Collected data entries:
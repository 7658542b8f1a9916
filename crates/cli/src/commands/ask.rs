use crmpilot_core::config::{AppConfig, LoadOptions};

use crate::bootstrap;
use crate::commands::{CommandResult, EXIT_CONFIG_ERROR, EXIT_DISPATCH_FAILURE};

/// Dispatches one free-text request and prints the result envelope as
/// JSON. The envelope is always printed, whatever its status; the exit
/// code distinguishes ok from failed dispatches for scripting.
pub fn run(text: &str) -> CommandResult {
    let config = match AppConfig::load(LoadOptions::default()) {
        Ok(config) => config,
        Err(error) => {
            return CommandResult::failure(
                EXIT_CONFIG_ERROR,
                format!("config validation failed: {error}"),
            )
        }
    };
    bootstrap::init_logging(&config);

    let dispatcher = match bootstrap::build_dispatcher(&config) {
        Ok(dispatcher) => dispatcher,
        Err(error) => {
            return CommandResult::failure(EXIT_CONFIG_ERROR, format!("startup failed: {error:#}"))
        }
    };

    let runtime = match tokio::runtime::Builder::new_current_thread().enable_all().build() {
        Ok(runtime) => runtime,
        Err(error) => {
            return CommandResult::failure(
                EXIT_CONFIG_ERROR,
                format!("failed to initialize async runtime: {error}"),
            )
        }
    };

    let envelope = runtime.block_on(dispatcher.dispatch(text));
    let output = serde_json::to_string_pretty(&envelope)
        .unwrap_or_else(|error| format!("{{\"status\":\"execution_error\",\"message\":\"envelope serialization failed: {error}\"}}"));

    if envelope.is_ok() {
        CommandResult::success(output)
    } else {
        CommandResult::failure(EXIT_DISPATCH_FAILURE, output)
    }
}
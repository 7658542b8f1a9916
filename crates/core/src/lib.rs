//! Core capability model for the crmpilot dispatcher.
//!
//! This crate defines the vocabulary the rest of the workspace speaks:
//!
//! - `Capability` - one named, schema-typed operation (a CRM write or an
//!   email send) backed by an injected collaborator client
//! - `CapabilityRegistry` - the read-only set of capabilities built once
//!   at startup, keyed by name, described to the language model
//! - `ArgumentSchema` - per-capability parameter declarations with
//!   coercion and validation
//! - `ResultEnvelope` - the uniform success/failure response every
//!   dispatched request produces
//! - `AppConfig` - file/env/override configuration for the collaborators
//!
//! The dispatcher itself lives in `crmpilot-agent`; collaborator clients
//! live in `crmpilot-crm` and `crmpilot-email`. Nothing in this crate
//! performs I/O besides config-file reading.

pub mod capability;
pub mod config;
pub mod envelope;
pub mod errors;
pub mod registry;
pub mod schema;

pub use capability::{Capability, CapabilityDescription};
pub use envelope::{DispatchStatus, ResultEnvelope};
pub use errors::{ArgumentError, ExecutionError, ExecutionErrorKind, RegistryError};
pub use registry::CapabilityRegistry;
pub use schema::{ArgumentSchema, ParameterKind, ParameterSpec};
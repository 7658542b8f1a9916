pub mod ask;
pub mod capabilities;
pub mod config;
pub mod doctor;

#[derive(Debug, Clone)]
pub struct CommandResult {
    pub exit_code: u8,
    pub output: String,
}

impl CommandResult {
    pub fn success(output: impl Into<String>) -> Self {
        Self { exit_code: 0, output: output.into() }
    }

    pub fn failure(exit_code: u8, output: impl Into<String>) -> Self {
        Self { exit_code, output: output.into() }
    }
}

/// Exit code for configuration problems, distinct from dispatch failures.
pub const EXIT_CONFIG_ERROR: u8 = 2;
/// Exit code when a dispatched request ends in a non-ok envelope.
pub const EXIT_DISPATCH_FAILURE: u8 = 1;
use crmpilot_core::envelope::{DispatchStatus, ResultEnvelope};
use crmpilot_core::registry::CapabilityRegistry;
use tracing::{info, warn};
use uuid::Uuid;

use crate::resolver::{IntentResolver, ResolveError};

/// The orchestrator: validates the resolver's suggestion against the
/// registry, coerces arguments against the capability's schema, invokes
/// the single matched executor, and normalizes every outcome into one
/// `ResultEnvelope`. At most one collaborator call happens per request,
/// and none happens if any earlier step fails.
///
/// Requests are handled one at a time; the registry is read-only and the
/// suggestion/invocation data lives only for the request's duration.
pub struct Dispatcher {
    registry: CapabilityRegistry,
    resolver: IntentResolver,
}

impl Dispatcher {
    pub fn new(registry: CapabilityRegistry, resolver: IntentResolver) -> Self {
        Self { registry, resolver }
    }

    pub fn registry(&self) -> &CapabilityRegistry {
        &self.registry
    }

    pub async fn dispatch(&self, user_text: &str) -> ResultEnvelope {
        let correlation_id = Uuid::new_v4().simple().to_string();
        let request_text = user_text.trim();

        if request_text.is_empty() {
            warn!(
                event_name = "dispatch.rejected_empty_input",
                correlation_id = %correlation_id,
                "request text is empty"
            );
            return ResultEnvelope::failure(
                DispatchStatus::InvalidRequest,
                "request text is empty; describe the CRM or email action you need",
            );
        }

        info!(
            event_name = "dispatch.received",
            correlation_id = %correlation_id,
            "resolving request against capability catalog"
        );

        let descriptions: Vec<_> = self.registry.describe_all().collect();
        let suggestion = match self.resolver.resolve(request_text, &descriptions).await {
            Ok(suggestion) => suggestion,
            Err(error @ ResolveError::MalformedSuggestion { .. }) => {
                warn!(
                    event_name = "dispatch.malformed_suggestion",
                    correlation_id = %correlation_id,
                    error = %error,
                    "model reply could not be parsed"
                );
                return ResultEnvelope::failure(DispatchStatus::InvalidRequest, error.to_string());
            }
            Err(error @ ResolveError::Llm(_)) => {
                warn!(
                    event_name = "dispatch.resolver_unavailable",
                    correlation_id = %correlation_id,
                    error = %error,
                    "language model call failed"
                );
                return ResultEnvelope::failure(DispatchStatus::InvalidRequest, error.to_string());
            }
        };

        let capability = match self.registry.lookup(&suggestion.capability) {
            Ok(capability) => capability,
            Err(error) => {
                warn!(
                    event_name = "dispatch.capability_not_found",
                    correlation_id = %correlation_id,
                    capability = %suggestion.capability,
                    "suggested capability is not registered"
                );
                return ResultEnvelope::failure(
                    DispatchStatus::CapabilityNotFound,
                    error.to_string(),
                );
            }
        };

        let typed_arguments = match capability.schema().validate(&suggestion.arguments) {
            Ok(typed) => typed,
            Err(error) => {
                warn!(
                    event_name = "dispatch.argument_error",
                    correlation_id = %correlation_id,
                    capability = capability.name(),
                    error = %error,
                    "suggested arguments failed schema validation"
                );
                return ResultEnvelope::failure(DispatchStatus::ArgumentError, error.to_string());
            }
        };

        info!(
            event_name = "dispatch.invoking",
            correlation_id = %correlation_id,
            capability = capability.name(),
            "invoking capability executor"
        );

        match capability.execute(typed_arguments).await {
            Ok(payload) => {
                info!(
                    event_name = "dispatch.completed",
                    correlation_id = %correlation_id,
                    capability = capability.name(),
                    "capability completed"
                );
                ResultEnvelope::ok(format!("capability `{}` completed", capability.name()), payload)
            }
            Err(error) => {
                warn!(
                    event_name = "dispatch.execution_error",
                    correlation_id = %correlation_id,
                    capability = capability.name(),
                    error_kind = error.kind.as_str(),
                    "collaborator reported a failure"
                );
                ResultEnvelope::failure(
                    DispatchStatus::ExecutionError,
                    format!("capability `{}` failed: {error}", capability.name()),
                )
            }
        }
    }
}
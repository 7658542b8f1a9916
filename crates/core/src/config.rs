use std::env;
use std::fs;
use std::path::{Path, PathBuf};

use secrecy::{ExposeSecret, SecretString};
use serde::{Deserialize, Serialize};
use thiserror::Error;

#[derive(Clone, Debug)]
pub struct AppConfig {
    pub llm: LlmConfig,
    pub crm: CrmConfig,
    pub email: EmailConfig,
    pub logging: LoggingConfig,
}

#[derive(Clone, Debug)]
pub struct LlmConfig {
    pub provider: LlmProvider,
    pub api_key: Option<SecretString>,
    pub base_url: Option<String>,
    pub model: String,
    pub temperature: f64,
    pub max_tokens: u32,
    pub timeout_secs: u64,
}

#[derive(Clone, Debug)]
pub struct CrmConfig {
    pub access_token: SecretString,
    pub base_url: String,
}

#[derive(Clone, Debug)]
pub struct EmailConfig {
    pub access_token: SecretString,
    pub sender: String,
    pub base_url: String,
}

#[derive(Clone, Debug)]
pub struct LoggingConfig {
    pub level: String,
    pub format: LogFormat,
}

#[derive(Clone, Copy, Debug, PartialEq, Eq, Serialize, Deserialize)]
#[serde(rename_all = "snake_case")]
pub enum LlmProvider {
    Groq,
    OpenAi,
    Ollama,
}

#[derive(Clone, Copy, Debug, PartialEq, Eq, Serialize, Deserialize)]
#[serde(rename_all = "snake_case")]
pub enum LogFormat {
    Compact,
    Pretty,
    Json,
}

#[derive(Clone, Debug, Default)]
pub struct ConfigOverrides {
    pub llm_provider: Option<LlmProvider>,
    pub llm_api_key: Option<String>,
    pub llm_model: Option<String>,
    pub crm_access_token: Option<String>,
    pub email_access_token: Option<String>,
    pub email_sender: Option<String>,
    pub log_level: Option<String>,
}

#[derive(Clone, Debug, Default)]
pub struct LoadOptions {
    pub config_path: Option<PathBuf>,
    pub require_file: bool,
    pub overrides: ConfigOverrides,
}

#[derive(Debug, Error)]
pub enum ConfigError {
    #[error("could not read config file `{path}`: {source}")]
    ReadFile { path: PathBuf, source: std::io::Error },
    #[error("could not parse config file `{path}`: {source}")]
    ParseFile { path: PathBuf, source: toml::de::Error },
    #[error("required config file was not found: `{0}`")]
    MissingConfigFile(PathBuf),
    #[error("environment variable interpolation failed for `{var}`")]
    MissingEnvInterpolation { var: String },
    #[error("unterminated environment interpolation expression")]
    UnterminatedInterpolation,
    #[error("invalid environment override for `{key}`: `{value}`")]
    InvalidEnvOverride { key: String, value: String },
    #[error("configuration validation failed: {0}")]
    Validation(String),
}
use crmpilot_core::capability::CapabilityDescription;

/// Builds the system prompt: assistant framing, the serialized capability
/// catalog, and strict output instructions. The model is told to answer
/// with a single JSON object and nothing else; anything that deviates is
/// rejected downstream by the resolver.
pub fn build_system_prompt(descriptions: &[CapabilityDescription]) -> String {
    let catalog = serde_json::to_string_pretty(descriptions)
        .unwrap_or_else(|_| "[]".to_string());

    format!(
        "You are a CRM assistant for HubSpot and Gmail operations. Your only job is to \
translate the user's request into exactly one capability call.\n\
\n\
AVAILABLE CAPABILITIES (name, description, parameters):\n{catalog}\n\
\n\
RULES:\n\
- Pick exactly one capability from the list above. Never invent names.\n\
- Fill arguments only from information the user actually provided.\n\
- Omit optional parameters the user did not mention; never invent values.\n\
- Respond with a single JSON object of the form\n\
  {{\"capability\": \"<name>\", \"arguments\": {{\"<parameter>\": <value>}}}}\n\
- Output nothing besides that JSON object: no prose, no code fences."
    )
}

WHAT YOU NEED TO DO:
All lines of the records containing "with" should be shown.

FINISHED TASK:
//! - `ArgumentSchema` - per-capability parameter declarations with
/// with a single JSON object and nothing else; anything that deviates is
- Respond with a single JSON object of the form\n\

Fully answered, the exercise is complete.